In general, forecast grading includes looking at the record of daily index closes for confirmation of the set-interval performance. Hence, consideration given to Jack Schannep’s exit call in front of a double-digit drop during late February. This grade is a difficult one, indicative of limitations of the Guru Grades approach, because there is no public record indicating whether he exploited this timely exit by re-entering at a lower point.
In general, the combination of forecast vagueness and stock market volatility makes grading especially difficult.
On 3/17/09, Jason Kelly wrote:
I noticed that your 5-day performance after my 2/24/09 call for a rally tracks from the close of the 24th. That’s incorrect because my article was published on the 24th Japan time, which was the 23rd U.S. time. The call tracked from the close of the 23rd shows a 5-day result of -5.7% from S&P 500 743 to 701, instead of the current -9.9% from 773 to 696.
Our response:
The timestamp on your 2/24/09 commentary is 7:38 PM Japan time, corresponding to 12 or 13 hours earlier for the U.S. east coast (early morning ET on 2/24/09).
Guru Grades uses close-to-close levels of the S&P 500 index throughout for intervals after the publication date (for your case “over the 5, 21, 63 and 254 trading days after the publication date for each item.”)
There is some looseness in this methodology because it does not take into account the publication timestamp of a commentary and the intraday (or opening) level of the index for that timestamp.
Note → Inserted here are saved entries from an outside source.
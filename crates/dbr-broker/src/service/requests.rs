//! # Async Requests
//!
//! `put_a` completes on the spot. `get_a`/`read_a` complete on the spot when
//! a tuple is there (or `NOWAIT` rules out waiting); otherwise they are
//! parked as `Pending` and retried by every `test` until the deadline.

use super::tuples::unavailable;
use super::DataBroker;
use crate::domain::errors::BrokerError;
use crate::domain::namespace::NamespaceHandle;
use crate::domain::requests::{
    unknown_tag, Completion, FetchRequest, PendingFetch, RequestState,
};
use crate::domain::validation::{validate_key, validate_match_template};
use crate::ports::outbound::NamespaceStore;
use dbr_types::{Flags, Group, Tag};
use std::time::Instant;
use tracing::debug;

impl<S: NamespaceStore> DataBroker<S> {
    pub(crate) fn submit_put(
        &self,
        handle: &NamespaceHandle,
        value: &[u8],
        key: &str,
        group: Group,
    ) -> Result<Tag, BrokerError> {
        // Reserve the tag before touching the namespace.
        let tag = self
            .registry
            .lock()
            .requests
            .insert(RequestState::Finished(Ok(None)))?;

        if let Err(e) = self.put_tuple(handle, value.to_vec(), key, group) {
            self.registry.lock().requests.remove(tag);
            return Err(e);
        }
        debug!("[dbr] {} put '{}' (complete)", tag, key);
        Ok(tag)
    }

    pub(crate) fn submit_fetch(
        &self,
        handle: &NamespaceHandle,
        template: &str,
        request: FetchRequest,
    ) -> Result<Tag, BrokerError> {
        validate_match_template(template)?;
        validate_key(&request.key, self.config.max_key_len)?;

        let mut registry = self.registry.lock();
        // A tuple taken by `try_fetch` must always land under a tag.
        let tag = registry
            .requests
            .insert(RequestState::Finished(Ok(None)))?;

        let state = match self.try_fetch(&mut registry, handle, &request) {
            Ok(Some(value)) => RequestState::Finished(Ok(Some(value))),
            Ok(None) if request.flags.contains(Flags::NOWAIT) => {
                RequestState::Finished(Err(unavailable(&request.key)))
            }
            Ok(None) => RequestState::Pending(PendingFetch {
                handle: handle.clone(),
                request,
                deadline: Instant::now() + self.config.timeout,
            }),
            Err(e) => {
                registry.requests.remove(tag);
                return Err(e);
            }
        };

        let pending = matches!(state, RequestState::Pending(_));
        registry.requests.restore(tag, state);
        debug!("[dbr] {} submitted (pending: {})", tag, pending);
        Ok(tag)
    }

    pub(crate) fn test_request(&self, tag: Tag) -> Result<Completion, BrokerError> {
        let mut registry = self.registry.lock();
        let state = registry
            .requests
            .remove(tag)
            .ok_or_else(|| unknown_tag(tag))?;

        let pending = match state {
            RequestState::Finished(result) => return result.map(Completion::Done),
            RequestState::Pending(pending) => pending,
        };

        match self.try_fetch(&mut registry, &pending.handle, &pending.request)? {
            Some(value) => Ok(Completion::Done(Some(value))),
            None if Instant::now() >= pending.deadline => Err(BrokerError::Timeout {
                key: pending.request.key.clone(),
                waited_ms: self.config.timeout.as_millis() as u64,
            }),
            None => {
                registry
                    .requests
                    .restore(tag, RequestState::Pending(pending));
                Ok(Completion::InProgress)
            }
        }
    }

    pub(crate) fn cancel_request(&self, tag: Tag) -> Result<(), BrokerError> {
        let mut registry = self.registry.lock();
        if !registry
            .requests
            .finish(tag, Err(BrokerError::Cancelled { tag }))
        {
            return Err(unknown_tag(tag));
        }
        debug!("[dbr] {} cancelled", tag);
        Ok(())
    }
}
The extreme case of looseness would be the different treatment of two forecasts published just before and just after midnight (ET). In fact, many forecasters do not use timestamps. The grading of individual forecasts that focus on the short term takes into consideration this looseness in methodology.
Revising the stated methodology to evaluate based on timestamp as well as date would require a large effort to review retroactively all those sources using timestamps. Such a revision would probably not have any effect on grading of forecasts.
On 3/19/09, Jason Kelly wrote:
For this one case, then, would you mind changing the date of my commentary to 2/23 to properly track it? If anybody inquires, which I doubt will happen, it’s easy to explain why the date is different. It’s also honest. The commentary was issued on that date partly in reaction to the big drop on that Monday.
Our response:
As noted in the prior response, you issued your commentary on 2/24/09 ET, so it would not be honest to present it with a 2/23/09 date. Tracking S&P 500 index returns after this forecast from the close on 2/23/09 would conflict with the stated methodology of Guru Grades. As also previously noted, the grading of individual forecasts that focus on the short term takes into consideration the looseness in the timestamp-free methodology. The more specific the forecast is (e.g., “the stock market will rise dramatically on 2/24/09”), the smaller the role of judgment in grading the forecast.
On 5/15/08, Jason Kelly wrote:
I was surprised to see my Feb. 6 comment rated a minus on your site.
Here’s the excerpt you show: “I’m expecting lower prices before we see higher…”
The article mentioned that I’d thought the rise from January was a bear market bounce, that it was, and that we were still in a down market. Your tracking shows a 21-day return of -2.5%. Here’s a more representative excerpt from the article:
“The Kelly Letter has been setting limit prices low to catch bargains on spikes down, and we still have buying to do. That means I’m expecting lower prices before we see higher, but I’m not worried that we’ll never see higher. Know what you want to buy, set a cheap price, and let the market wander its path.”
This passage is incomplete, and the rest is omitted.